In ogni caso il coro dei media a reti unificate con i loro commentatori di rito o di eccezione come il povero Prodi e il suo calmo delirio, che pronti a far suonare l’organetto delle balle e insieme anche quello di vulgate storiche e geopolitiche  quanto mai rozze e schematiche, aveva un sapore di vecchio, di ripetitivo, di giustificatorio, un’aria di tramonto incombente, di palese resa al ruolo di megafoni della Verità del padrone. E’ anche questo, soprattutto questo che evidenzia la svolta che sta maturando qui come altrove: per questo ogni contestazione anche la più civile ancorché radicale e non ambigua va circoscritta, ridotta ai minimi termini e demonizzata con lo spettro della violenza per evitare che alla fine dilaghi. Del resto è l’unica maniera di uscirne per ceti politici mediocri e subalterni, dunque anche irresponsabili e corrotti che non sanno come rimediare alle enormi fratture che hanno creato: fra loro e i cittadini, fra l’Europa del Sud e quella del Nord, fra l’Europa occidentale e quella orientale frettolosamente aggregata proprio per nascondere dietro l’espansione il disegno dei poteri forti e il fallimento fortemente voluto e guidato delle speranze iniziali.

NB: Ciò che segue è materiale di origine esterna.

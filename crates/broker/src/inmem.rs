//! In-process broker
//!
//! `InMemoryBroker` backs tests and single-process pipelines with the same
//! contract a real broker client offers: per-partition append-only ordered
//! logs, delivery acknowledgements carrying assigned offsets, committed
//! offsets per consumer group, and highwater queries.
//!
//! Failure injection (`fail_next_produce`) makes broker-side produce
//! failures a first-class test input: the next produce to the marked topic
//! is accepted but its delivery future resolves with an error.

use crate::ack::{delivery_pair, DeliveryFuture, DeliveryReport, ProduceError};
use crate::consumer::ChangelogConsumer;
use crate::producer::Producer;
use dashmap::DashMap;
use parking_lot::Mutex;
use rivulet_core::{Headers, PolledRecord, Record, Result, StateError, TopicConfig, TopicPartition};
use rustc_hash::FxHasher;
use std::collections::HashSet;
use std::hash::Hasher;
use std::sync::atomic::{AtomicUsize, Ordering};
use std::time::Duration;
use tracing::debug;

struct TopicLog {
    config: TopicConfig,
    partitions: Vec<Mutex<Vec<Record>>>,
    next_round_robin: AtomicUsize,
}

impl TopicLog {
    fn new(config: TopicConfig) -> Self {
        let partitions = (0..config.num_partitions.max(1))
            .map(|_| Mutex::new(Vec::new()))
            .collect();
        TopicLog {
            config,
            partitions,
            next_round_robin: AtomicUsize::new(0),
        }
    }

    fn partition_for(&self, key: Option<&[u8]>) -> usize {
        match key {
            Some(key) => {
                let mut hasher = FxHasher::default();
                hasher.write(key);
                (hasher.finish() % self.partitions.len() as u64) as usize
            }
            None => self.next_round_robin.fetch_add(1, Ordering::Relaxed) % self.partitions.len(),
        }
    }
}

/// In-process broker with per-partition ordered logs
#[derive(Default)]
pub struct InMemoryBroker {
    topics: DashMap<String, TopicLog>,
    /// `(group, topic/partition) → committed offset`
    committed: DashMap<(String, TopicPartition), i64>,
    fail_next: Mutex<HashSet<String>>,
}

impl InMemoryBroker {
    /// Create an empty broker
    pub fn new() -> Self {
        Self::default()
    }

    /// Whether a topic exists
    pub fn topic_exists(&self, topic: &str) -> bool {
        self.topics.contains_key(topic)
    }

    /// Partition count of a topic, if it exists
    pub fn partition_count(&self, topic: &str) -> Option<i32> {
        self.topics.get(topic).map(|t| t.partitions.len() as i32)
    }

    /// Configuration a topic was created with
    pub fn topic_config(&self, topic: &str) -> Option<TopicConfig> {
        self.topics.get(topic).map(|t| t.config.clone())
    }

    /// Committed offset for a consumer group on a partition
    pub fn committed_offset(&self, group: &str, topic: &str, partition: i32) -> Option<i64> {
        self.committed
            .get(&(group.to_string(), TopicPartition::new(topic, partition)))
            .map(|v| *v)
    }

    /// Commit a consumer group offset
    pub fn commit_offset(&self, group: &str, topic: &str, partition: i32, offset: i64) {
        self.committed
            .insert((group.to_string(), TopicPartition::new(topic, partition)), offset);
    }

    /// Make the next produce to `topic` fail at delivery time
    pub fn fail_next_produce(&self, topic: &str) {
        self.fail_next.lock().insert(topic.to_string());
    }

    fn take_failure(&self, topic: &str) -> bool {
        self.fail_next.lock().remove(topic)
    }

    fn ensure_topic(&self, topic: &str) {
        if !self.topics.contains_key(topic) {
            debug!(topic, "auto-creating topic with default config");
            self.topics
                .entry(topic.to_string())
                .or_insert_with(|| TopicLog::new(TopicConfig::default()));
        }
    }
}

impl Producer for InMemoryBroker {
    fn produce(
        &self,
        topic: &str,
        partition: Option<i32>,
        key: Option<&[u8]>,
        value: Option<&[u8]>,
        headers: &Headers,
        timestamp_ms: i64,
    ) -> std::result::Result<DeliveryFuture, ProduceError> {
        self.ensure_topic(topic);
        let log = self
            .topics
            .get(topic)
            .ok_or_else(|| ProduceError::new(topic, "unknown topic"))?;

        let partition = match partition {
            Some(p) => {
                if p < 0 || p as usize >= log.partitions.len() {
                    return Err(ProduceError::new(
                        topic,
                        format!("partition {} out of range", p),
                    ));
                }
                p as usize
            }
            None => log.partition_for(key),
        };

        if self.take_failure(topic) {
            return Ok(DeliveryFuture::resolved(Err(ProduceError::new(
                topic,
                "injected delivery failure",
            ))));
        }

        let record = Record {
            key: key.map(|k| k.to_vec()),
            value: value.map(|v| v.to_vec()),
            timestamp_ms,
            headers: headers.clone(),
        };

        let (promise, future) = delivery_pair();
        let offset = {
            let mut partition_log = log.partitions[partition].lock();
            partition_log.push(record);
            (partition_log.len() - 1) as i64
        };
        promise.complete(Ok(DeliveryReport {
            topic: topic.to_string(),
            partition: partition as i32,
            offset,
        }));
        Ok(future)
    }

    fn flush(&self, _timeout: Duration) -> usize {
        // Deliveries are acknowledged synchronously; nothing stays in flight.
        0
    }
}

impl ChangelogConsumer for InMemoryBroker {
    fn create_topic(&self, name: &str, config: &TopicConfig) -> Result<()> {
        if let Some(existing) = self.topics.get(name) {
            if existing.config.num_partitions != config.num_partitions {
                return Err(StateError::invalid_config(format!(
                    "topic \"{}\" already exists with {} partitions (requested {})",
                    name,
                    existing.config.num_partitions,
                    config.num_partitions
                )));
            }
            return Ok(());
        }
        self.topics
            .entry(name.to_string())
            .or_insert_with(|| TopicLog::new(config.clone()));
        Ok(())
    }

    fn high_watermark(&self, topic: &str, partition: i32) -> Result<i64> {
        let log = self
            .topics
            .get(topic)
            .ok_or_else(|| StateError::storage(format!("unknown topic \"{}\"", topic)))?;
        let partition_log = log
            .partitions
            .get(partition as usize)
            .ok_or_else(|| StateError::storage(format!("unknown partition {}[{}]", topic, partition)))?;
        let len = partition_log.lock().len() as i64;
        Ok(len)
    }

    fn fetch(
        &self,
        topic: &str,
        partition: i32,
        offset: i64,
        max: usize,
    ) -> Result<Vec<PolledRecord>> {
        let log = self
            .topics
            .get(topic)
            .ok_or_else(|| StateError::storage(format!("unknown topic \"{}\"", topic)))?;
        let partition_log = log
            .partitions
            .get(partition as usize)
            .ok_or_else(|| StateError::storage(format!("unknown partition {}[{}]", topic, partition)))?;

        let guard = partition_log.lock();
        let start = offset.max(0) as usize;
        Ok(guard
            .iter()
            .enumerate()
            .skip(start)
            .take(max)
            .map(|(i, record)| PolledRecord {
                topic: topic.to_string(),
                partition,
                offset: i as i64,
                record: record.clone(),
            })
            .collect())
    }
}

#[cfg(test)]
mod tests {
    use super::*;

    fn produce_value(broker: &InMemoryBroker, topic: &str, partition: i32, value: &[u8]) -> i64 {
        broker
            .produce(
                topic,
                Some(partition),
                Some(b"k"),
                Some(value),
                &Headers::new(),
                0,
            )
            .unwrap()
            .wait()
            .unwrap()
            .offset
    }

    #[test]
    fn test_produce_assigns_sequential_offsets() {
        let broker = InMemoryBroker::new();
        broker
            .create_topic("t", &TopicConfig::with_partitions(1))
            .unwrap();
        assert_eq!(produce_value(&broker, "t", 0, b"a"), 0);
        assert_eq!(produce_value(&broker, "t", 0, b"b"), 1);
        assert_eq!(produce_value(&broker, "t", 0, b"c"), 2);
        assert_eq!(broker.high_watermark("t", 0).unwrap(), 3);
    }

    #[test]
    fn test_fetch_preserves_partition_order() {
        let broker = InMemoryBroker::new();
        broker
            .create_topic("t", &TopicConfig::with_partitions(2))
            .unwrap();
        produce_value(&broker, "t", 0, b"a");
        produce_value(&broker, "t", 0, b"b");
        produce_value(&broker, "t", 1, b"x");

        let records = broker.fetch("t", 0, 0, 100).unwrap();
        assert_eq!(records.len(), 2);
        assert_eq!(records[0].value(), Some(b"a".as_slice()));
        assert_eq!(records[1].value(), Some(b"b".as_slice()));
        assert_eq!(records[0].offset, 0);
        assert_eq!(records[1].offset, 1);

        let records = broker.fetch("t", 0, 1, 100).unwrap();
        assert_eq!(records.len(), 1);
        assert_eq!(records[0].value(), Some(b"b".as_slice()));
    }

    #[test]
    fn test_key_routing_is_stable() {
        let broker = InMemoryBroker::new();
        broker
            .create_topic("t", &TopicConfig::with_partitions(4))
            .unwrap();
        let first = broker
            .produce("t", None, Some(b"machine-2"), Some(b"1"), &Headers::new(), 0)
            .unwrap()
            .wait()
            .unwrap()
            .partition;
        for _ in 0..10 {
            let p = broker
                .produce("t", None, Some(b"machine-2"), Some(b"1"), &Headers::new(), 0)
                .unwrap()
                .wait()
                .unwrap()
                .partition;
            assert_eq!(p, first);
        }
    }

    #[test]
    fn test_create_topic_idempotent_and_conflicting() {
        let broker = InMemoryBroker::new();
        let config = TopicConfig::with_partitions(3);
        broker.create_topic("t", &config).unwrap();
        broker.create_topic("t", &config).unwrap();

        let err = broker
            .create_topic("t", &TopicConfig::with_partitions(5))
            .unwrap_err();
        assert!(err.is_config());
    }

    #[test]
    fn test_committed_offsets_per_group() {
        let broker = InMemoryBroker::new();
        broker.commit_offset("g1", "t", 0, 5);
        broker.commit_offset("g2", "t", 0, 9);
        assert_eq!(broker.committed_offset("g1", "t", 0), Some(5));
        assert_eq!(broker.committed_offset("g2", "t", 0), Some(9));
        assert_eq!(broker.committed_offset("g3", "t", 0), None);
    }

    #[test]
    fn test_fail_next_produce_resolves_future_with_error() {
        let broker = InMemoryBroker::new();
        broker
            .create_topic("t", &TopicConfig::with_partitions(1))
            .unwrap();
        broker.fail_next_produce("t");

        let future = broker
            .produce("t", Some(0), Some(b"k"), Some(b"v"), &Headers::new(), 0)
            .unwrap();
        assert!(future.wait().is_err());

        // Failure is consumed; the next produce succeeds.
        let future = broker
            .produce("t", Some(0), Some(b"k"), Some(b"v"), &Headers::new(), 0)
            .unwrap();
        assert!(future.wait().is_ok());
        // The failed record never landed in the log.
        assert_eq!(broker.high_watermark("t", 0).unwrap(), 1);
    }

    #[test]
    fn test_partition_out_of_range() {
        let broker = InMemoryBroker::new();
        broker
            .create_topic("t", &TopicConfig::with_partitions(1))
            .unwrap();
        assert!(broker
            .produce("t", Some(9), None, Some(b"v"), &Headers::new(), 0)
            .is_err());
    }
}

Ma proprio per questo la setta degli euro liberisti diventa più aggressiva: sa di non potersi appoggiare su tutta la fuffa priva di senso e di nerbo come quella del Petain del Quirinale per intenderci, con quell’idea stravagante e per molti versi ignobile secondo cui i singoli Paesi non sarebbero in grado di tutelare la propria sovranità ( infatti la Ue mai e poi mai sarebbe succube della Nato e delle volontà americane, come sappiamo), insomma queste fesserie dell’ultimo capitolo che alludono a un presunto gigantismo economico ma che di fatto convergono nel conferire la sovranità esclusivamente al potere economico. No, sanno che non si conquista il consenso con queste pinzillacchere di pessimo livello, il loro vero argomento non può che essere la forza.